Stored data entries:
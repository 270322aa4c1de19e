//! SQL schema definitions.

/// Complete schema for Cadenza v1 database.
pub const SCHEMA_V1: &str = r#"
-- ============================================================
-- Ledger
-- ============================================================

CREATE TABLE IF NOT EXISTS ledger_accounts (
    creator_id TEXT PRIMARY KEY,
    balance INTEGER NOT NULL DEFAULT 0 CHECK (balance >= 0),
    total_earned INTEGER NOT NULL DEFAULT 0,
    total_paid_out INTEGER NOT NULL DEFAULT 0,
    min_payout_cents INTEGER NOT NULL DEFAULT 5000,
    created_at INTEGER NOT NULL
);

CREATE TABLE IF NOT EXISTS ledger_transactions (
    id INTEGER PRIMARY KEY AUTOINCREMENT,
    creator_id TEXT NOT NULL REFERENCES ledger_accounts(creator_id),
    amount_cents INTEGER NOT NULL,
    source TEXT NOT NULL,
    status TEXT NOT NULL DEFAULT 'credited',
    idempotency_key TEXT NOT NULL,
    reverses_id INTEGER REFERENCES ledger_transactions(id),
    metadata TEXT,
    created_at INTEGER NOT NULL,
    UNIQUE (creator_id, idempotency_key)
);

CREATE INDEX IF NOT EXISTS idx_tx_creator ON ledger_transactions(creator_id, created_at);

-- ============================================================
-- Treasury
-- ============================================================

CREATE TABLE IF NOT EXISTS treasury_funds (
    fund TEXT NOT NULL,
    period_start INTEGER NOT NULL,
    period_end INTEGER NOT NULL,
    balance_cents INTEGER NOT NULL CHECK (balance_cents >= 0),
    PRIMARY KEY (fund, period_start, period_end)
);

CREATE TABLE IF NOT EXISTS period_revenue_reports (
    period_start INTEGER NOT NULL,
    period_end INTEGER NOT NULL,
    source_type TEXT NOT NULL,
    total_revenue_cents INTEGER NOT NULL CHECK (total_revenue_cents >= 0),
    reported_at INTEGER NOT NULL,
    PRIMARY KEY (period_start, period_end, source_type)
);

-- ============================================================
-- Payouts
-- ============================================================

CREATE TABLE IF NOT EXISTS payouts (
    id INTEGER PRIMARY KEY AUTOINCREMENT,
    creator_id TEXT NOT NULL,
    method TEXT NOT NULL,
    gross_cents INTEGER NOT NULL,
    tax_cents INTEGER NOT NULL,
    net_cents INTEGER NOT NULL,
    status TEXT NOT NULL DEFAULT 'pending',
    external_reference TEXT UNIQUE,
    failure_reason TEXT,
    created_at INTEGER NOT NULL,
    processed_at INTEGER
);

CREATE INDEX IF NOT EXISTS idx_payouts_creator ON payouts(creator_id, created_at);

-- ============================================================
-- Audit log (append-only, never updated or deleted)
-- ============================================================

CREATE TABLE IF NOT EXISTS audit_log (
    id INTEGER PRIMARY KEY AUTOINCREMENT,
    category TEXT NOT NULL,
    creator_id TEXT,
    amount_cents INTEGER,
    detail TEXT NOT NULL,
    created_at INTEGER NOT NULL
);

CREATE INDEX IF NOT EXISTS idx_audit_created ON audit_log(created_at);

-- ============================================================
-- Tiers, priority designations, creator metrics
-- ============================================================

CREATE TABLE IF NOT EXISTS creator_tiers (
    creator_id TEXT PRIMARY KEY,
    tier TEXT NOT NULL DEFAULT 'emerging',
    updated_at INTEGER NOT NULL
);

CREATE TABLE IF NOT EXISTS priority_designations (
    creator_id TEXT PRIMARY KEY,
    priority_level INTEGER NOT NULL DEFAULT 1,
    active INTEGER NOT NULL DEFAULT 0,
    auto_promoted INTEGER NOT NULL DEFAULT 0,
    manual_override INTEGER NOT NULL DEFAULT 0,
    updated_at INTEGER NOT NULL
);

CREATE TABLE IF NOT EXISTS creator_metrics (
    creator_id TEXT PRIMARY KEY,
    upload_count INTEGER NOT NULL DEFAULT 0,
    quality_score REAL NOT NULL DEFAULT 0,
    updated_at INTEGER NOT NULL
);

-- ============================================================
-- Stream statistics
-- ============================================================

CREATE TABLE IF NOT EXISTS period_stream_stats (
    creator_id TEXT NOT NULL,
    period_start INTEGER NOT NULL,
    period_end INTEGER NOT NULL,
    qualified_streams INTEGER NOT NULL DEFAULT 0,
    fraud_streams INTEGER NOT NULL DEFAULT 0,
    PRIMARY KEY (creator_id, period_start, period_end)
);

CREATE INDEX IF NOT EXISTS idx_stats_period ON period_stream_stats(period_start, period_end);

-- ============================================================
-- Payout profiles
-- ============================================================

CREATE TABLE IF NOT EXISTS creator_payout_profiles (
    creator_id TEXT PRIMARY KEY,
    connect_account_id TEXT,
    bank_iban TEXT,
    crypto_wallet TEXT,
    crypto_asset_type TEXT,
    country TEXT NOT NULL DEFAULT 'XX',
    updated_at INTEGER NOT NULL
);

-- ============================================================
-- Scheduler job runs
-- ============================================================

CREATE TABLE IF NOT EXISTS job_runs (
    job TEXT NOT NULL,
    period_start INTEGER NOT NULL,
    period_end INTEGER NOT NULL,
    status TEXT NOT NULL,
    detail TEXT,
    started_at INTEGER NOT NULL,
    finished_at INTEGER,
    PRIMARY KEY (job, period_start, period_end)
);
"#;
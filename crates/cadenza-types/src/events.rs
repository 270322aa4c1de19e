//! Collaborator-facing input types.
//!
//! These structures arrive from external services: the stream event
//! pipeline, the billing service's period revenue reports, and the
//! storefront's creator payout profiles. Cadenza consumes them; it does
//! not produce them.

use serde::{Deserialize, Serialize};

use crate::country::Country;
use crate::ledger::PayoutMethod;
use crate::period::Period;
use crate::CreatorId;

/// A single play/view event from the stream pipeline.
#[derive(Clone, Debug, Serialize, Deserialize)]
pub struct StreamEvent {
    pub creator_id: CreatorId,
    pub viewer_id: String,
    pub duration_seconds: u32,
    /// Externally supplied fraud score in [0, 1].
    pub fraud_score: f64,
    /// Unix seconds.
    pub timestamp: u64,
}

impl StreamEvent {
    /// Whether this event counts toward royalty share.
    pub fn is_qualified(&self, min_duration_secs: u32) -> bool {
        self.duration_seconds >= min_duration_secs
    }
}

/// A period revenue total from the billing service.
#[derive(Clone, Debug, Serialize, Deserialize)]
pub struct RevenueReport {
    pub period: Period,
    pub total_revenue_cents: u64,
    /// e.g. "subscription", "licensing".
    pub source_type: String,
}

/// A creator's payout capabilities and tax country.
#[derive(Clone, Debug, Default, Serialize, Deserialize)]
pub struct PayoutProfile {
    pub connect_account_id: Option<String>,
    pub bank_iban: Option<String>,
    pub crypto_wallet: Option<String>,
    pub crypto_asset_type: Option<String>,
    #[serde(default = "default_country")]
    pub country: Country,
}

fn default_country() -> Country {
    Country::Other
}

impl PayoutProfile {
    /// Ordered payout channel candidates for this profile.
    ///
    /// Channels are tried in this order until one succeeds. Manual invoice
    /// is always last and always present, so the list is never empty.
    pub fn channel_candidates(&self) -> Vec<PayoutMethod> {
        let mut candidates = Vec::with_capacity(4);
        if self.connect_account_id.is_some() {
            candidates.push(PayoutMethod::Connect);
        }
        if self.bank_iban.is_some() {
            candidates.push(PayoutMethod::Bank);
        }
        if self.crypto_wallet.is_some() && self.crypto_asset_type.is_some() {
            candidates.push(PayoutMethod::Crypto);
        }
        candidates.push(PayoutMethod::ManualInvoice);
        candidates
    }
}

#[cfg(test)]
mod tests {
    use super::*;

    fn event(duration: u32) -> StreamEvent {
        StreamEvent {
            creator_id: "creator-1".to_string(),
            viewer_id: "viewer-1".to_string(),
            duration_seconds: duration,
            fraud_score: 0.0,
            timestamp: 1_700_000_000,
        }
    }

    #[test]
    fn test_qualification_threshold() {
        assert!(!event(29).is_qualified(30));
        assert!(event(30).is_qualified(30));
        assert!(event(31).is_qualified(30));
    }

    #[test]
    fn test_full_profile_candidate_order() {
        let profile = PayoutProfile {
            connect_account_id: Some("acct_1".to_string()),
            bank_iban: Some("DE89370400440532013000".to_string()),
            crypto_wallet: Some("0xabc".to_string()),
            crypto_asset_type: Some("usdc".to_string()),
            country: Country::Germany,
        };
        assert_eq!(
            profile.channel_candidates(),
            vec![
                PayoutMethod::Connect,
                PayoutMethod::Bank,
                PayoutMethod::Crypto,
                PayoutMethod::ManualInvoice,
            ]
        );
    }

    #[test]
    fn test_empty_profile_falls_back_to_invoice() {
        let profile = PayoutProfile::default();
        assert_eq!(
            profile.channel_candidates(),
            vec![PayoutMethod::ManualInvoice]
        );
    }

    #[test]
    fn test_crypto_requires_wallet_and_asset() {
        let profile = PayoutProfile {
            crypto_wallet: Some("0xabc".to_string()),
            crypto_asset_type: None,
            ..PayoutProfile::default()
        };
        assert_eq!(
            profile.channel_candidates(),
            vec![PayoutMethod::ManualInvoice]
        );
    }
}
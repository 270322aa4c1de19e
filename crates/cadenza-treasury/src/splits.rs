//! Fund percentage table and exact splitting.
//!
//! A period's pooled revenue is split across five named funds. The
//! percentages must always sum to 100 and are validated once at daemon
//! startup. Splitting is exact: per-fund amounts always sum to the
//! revenue, with the rounding residual awarded to platform operations.

use serde::{Deserialize, Serialize};

use cadenza_types::ledger::FundKind;

use crate::{Result, TreasuryError};

/// Default platform operations share percentage.
pub const DEFAULT_PLATFORM_OPS_PCT: u8 = 30;

/// Default priority-artist fund share percentage.
pub const DEFAULT_PRIORITY_FUND_PCT: u8 = 10;

/// Default governance share percentage.
pub const DEFAULT_GOVERNANCE_PCT: u8 = 5;

/// Default R&D share percentage.
pub const DEFAULT_RESEARCH_DEV_PCT: u8 = 5;

/// Default general creator pool share percentage.
pub const DEFAULT_CREATOR_POOL_PCT: u8 = 50;

/// Fund split configuration for a deployment.
#[derive(Clone, Debug, PartialEq, Eq, Serialize, Deserialize)]
pub struct FundSplit {
    /// Platform operations share percentage.
    pub platform_ops_pct: u8,
    /// Priority-artist fund share percentage.
    pub priority_fund_pct: u8,
    /// Governance share percentage.
    pub governance_pct: u8,
    /// R&D share percentage.
    pub research_dev_pct: u8,
    /// General creator pool share percentage.
    pub creator_pool_pct: u8,
}

/// Default split: ops=30, priority=10, governance=5, r&d=5, creators=50.
pub const DEFAULT_SPLIT: FundSplit = FundSplit {
    platform_ops_pct: DEFAULT_PLATFORM_OPS_PCT,
    priority_fund_pct: DEFAULT_PRIORITY_FUND_PCT,
    governance_pct: DEFAULT_GOVERNANCE_PCT,
    research_dev_pct: DEFAULT_RESEARCH_DEV_PCT,
    creator_pool_pct: DEFAULT_CREATOR_POOL_PCT,
};

impl Default for FundSplit {
    fn default() -> Self {
        DEFAULT_SPLIT
    }
}

impl FundSplit {
    /// Percentage for a fund.
    pub fn pct(&self, fund: FundKind) -> u8 {
        match fund {
            FundKind::PlatformOps => self.platform_ops_pct,
            FundKind::PriorityFund => self.priority_fund_pct,
            FundKind::Governance => self.governance_pct,
            FundKind::ResearchDev => self.research_dev_pct,
            FundKind::CreatorPool => self.creator_pool_pct,
        }
    }

    /// Validate that percentages sum to exactly 100.
    ///
    /// # Errors
    ///
    /// - [`TreasuryError::InvalidSplitTotal`] if they do not
    pub fn validate(&self) -> Result<()> {
        let total = FundKind::ALL
            .iter()
            .map(|fund| self.pct(*fund) as u16)
            .sum::<u16>();
        if total != 100 {
            return Err(TreasuryError::InvalidSplitTotal { total });
        }
        Ok(())
    }

    /// Split a revenue amount across the funds.
    ///
    /// Returns `(fund, amount)` pairs in [`FundKind::ALL`] order. The
    /// non-ops funds are computed by truncating division and platform
    /// operations receives the remainder, so the amounts always sum to
    /// `revenue_cents` exactly.
    ///
    /// # Errors
    ///
    /// - [`TreasuryError::InvalidSplitTotal`] if the split is invalid
    /// - [`TreasuryError::Overflow`] on arithmetic overflow
    pub fn split(&self, revenue_cents: u64) -> Result<Vec<(FundKind, u64)>> {
        self.validate()?;

        let mut amounts = Vec::with_capacity(FundKind::ALL.len());
        let mut allocated: u64 = 0;
        for fund in FundKind::ALL {
            if fund == FundKind::PlatformOps {
                continue;
            }
            let amount = revenue_cents
                .checked_mul(self.pct(fund) as u64)
                .ok_or(TreasuryError::Overflow)?
                / 100;
            allocated += amount;
            amounts.push((fund, amount));
        }

        // Platform ops absorbs the rounding residual
        let ops_amount = revenue_cents - allocated;
        amounts.insert(0, (FundKind::PlatformOps, ops_amount));

        Ok(amounts)
    }
}
//! Payout countries.
//!
//! The withholding table matches this enum exhaustively, so supporting a
//! new country is a compile-time-checked change rather than a missing key
//! at runtime. Codes that the platform has no specific rule for parse to
//! [`Country::Other`], which carries the conservative default treatment.

use serde::{Deserialize, Serialize};

/// Country of a creator's payout profile.
#[derive(Clone, Copy, Debug, Default, PartialEq, Eq, Hash, Serialize, Deserialize)]
#[serde(rename_all = "kebab-case")]
pub enum Country {
    UnitedStates,
    UnitedKingdom,
    Germany,
    Japan,
    Brazil,
    /// Any country without a specific withholding rule.
    #[default]
    Other,
}

impl Country {
    /// Parse an ISO 3166-1 alpha-2 code. Unknown codes map to `Other`.
    pub fn from_code(code: &str) -> Self {
        match code.to_ascii_uppercase().as_str() {
            "US" => Self::UnitedStates,
            "GB" => Self::UnitedKingdom,
            "DE" => Self::Germany,
            "JP" => Self::Japan,
            "BR" => Self::Brazil,
            _ => Self::Other,
        }
    }

    /// Stable storage code.
    pub fn as_code(&self) -> &'static str {
        match self {
            Self::UnitedStates => "US",
            Self::UnitedKingdom => "GB",
            Self::Germany => "DE",
            Self::Japan => "JP",
            Self::Brazil => "BR",
            Self::Other => "XX",
        }
    }
}

#[cfg(test)]
mod tests {
    use super::*;

    #[test]
    fn test_known_codes() {
        assert_eq!(Country::from_code("US"), Country::UnitedStates);
        assert_eq!(Country::from_code("gb"), Country::UnitedKingdom);
        assert_eq!(Country::from_code("De"), Country::Germany);
    }

    #[test]
    fn test_unknown_code_is_other() {
        assert_eq!(Country::from_code("ZZ"), Country::Other);
        assert_eq!(Country::from_code(""), Country::Other);
    }

    #[test]
    fn test_round_trip() {
        for country in [
            Country::UnitedStates,
            Country::UnitedKingdom,
            Country::Germany,
            Country::Japan,
            Country::Brazil,
        ] {
            assert_eq!(Country::from_code(country.as_code()), country);
        }
    }
}
//! cadenza-daemon: the royalty ledger and distribution daemon.
//!
//! Single OS process running a Tokio async runtime. Collaborator services
//! and operator tooling talk to it via JSON-RPC over a Unix socket.
//!
//! Every service object is constructed once here and passed by reference
//! through [`DaemonState`]; there are no module-level singletons.

mod commands;
mod config;
mod events;
mod rpc;
mod scheduler;

use std::sync::Arc;

use tokio::sync::broadcast;
use tracing::{error, info};

use cadenza_payout::channel::StubGateway;
use cadenza_payout::orchestrator::PayoutOrchestrator;
use cadenza_treasury::distributor::TreasuryDistributor;

use crate::config::DaemonConfig;
use crate::events::EventBus;
use crate::rpc::RpcServer;

/// Daemon-wide shared state.
pub struct DaemonState {
    /// Database connection.
    pub db: Arc<tokio::sync::Mutex<rusqlite::Connection>>,
    /// Configuration.
    pub config: DaemonConfig,
    /// Event bus for pushing events to subscribers.
    pub event_bus: EventBus,
    /// Period distribution service.
    pub distributor: TreasuryDistributor,
    /// Payout orchestration service.
    pub orchestrator: PayoutOrchestrator<StubGateway>,
    /// Token required by elevated RPC methods.
    pub admin_token: String,
    /// Shutdown signal sender.
    pub shutdown_tx: broadcast::Sender<()>,
}

#[tokio::main]
async fn main() -> anyhow::Result<()> {
    // Initialize tracing
    tracing_subscriber::fmt()
        .with_env_filter(
            tracing_subscriber::EnvFilter::from_default_env()
                .add_directive("cadenza=info".parse()?),
        )
        .init();

    info!("Cadenza daemon starting");

    // 1. Load config; the fund split is validated before anything runs
    let config = DaemonConfig::load()?;
    let distributor = TreasuryDistributor::new(config.fund_split())
        .map_err(|e| anyhow::anyhow!("invalid treasury configuration: {e}"))?;
    let data_dir = config.data_dir();

    std::fs::create_dir_all(&data_dir)?;

    // 2. Open database
    let db_path = data_dir.join("cadenza.db");
    let conn = cadenza_db::open(&db_path)?;
    let db = Arc::new(tokio::sync::Mutex::new(conn));

    // 3. Admin token for elevated methods
    let admin_token = if config.rpc.admin_token.is_empty() {
        let token = hex::encode(rand::random::<[u8; 16]>());
        info!("Generated admin token: {token}");
        token
    } else {
        config.rpc.admin_token.clone()
    };

    // 4. Event bus and shutdown channel
    let event_bus = EventBus::new(1000);
    let (shutdown_tx, _shutdown_rx) = broadcast::channel(1);

    // 5. Build daemon state
    let state = Arc::new(DaemonState {
        db,
        config,
        event_bus,
        distributor,
        orchestrator: PayoutOrchestrator::new(StubGateway),
        admin_token,
        shutdown_tx: shutdown_tx.clone(),
    });

    // 6. Start the scheduler loop
    if state.config.scheduler.enabled {
        let scheduler_state = state.clone();
        tokio::spawn(async move {
            scheduler::scheduler_loop(scheduler_state).await;
        });
    }

    // 7. Start the RPC server
    let socket_path = data_dir.join("daemon.sock");
    let rpc_server = RpcServer::new(state.clone(), socket_path.clone());

    info!("Starting JSON-RPC server on {:?}", socket_path);

    state.event_bus.emit(events::Event {
        event_type: "DaemonStarted".to_string(),
        timestamp: scheduler::unix_now(),
        payload: serde_json::json!({
            "version": env!("CARGO_PKG_VERSION"),
        }),
    });

    // 8. Run until shutdown
    let mut shutdown_rx = shutdown_tx.subscribe();
    tokio::select! {
        result = rpc_server.run() => {
            if let Err(e) = result {
                error!("RPC server error: {}", e);
            }
        }
        _ = shutdown_rx.recv() => {
            info!("Shutdown signal received");
        }
        _ = tokio::signal::ctrl_c() => {
            info!("Ctrl-C received, shutting down");
        }
    }

    info!("Daemon shutting down gracefully");
    let _ = shutdown_tx.send(());
    let _ = std::fs::remove_file(&socket_path);

    info!("Daemon stopped");
    Ok(())
}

* Exercise instructions
What is the number of lines above that contain the string "TreasuryDistributor"? Answer with the number alone.

* Solved exercise
3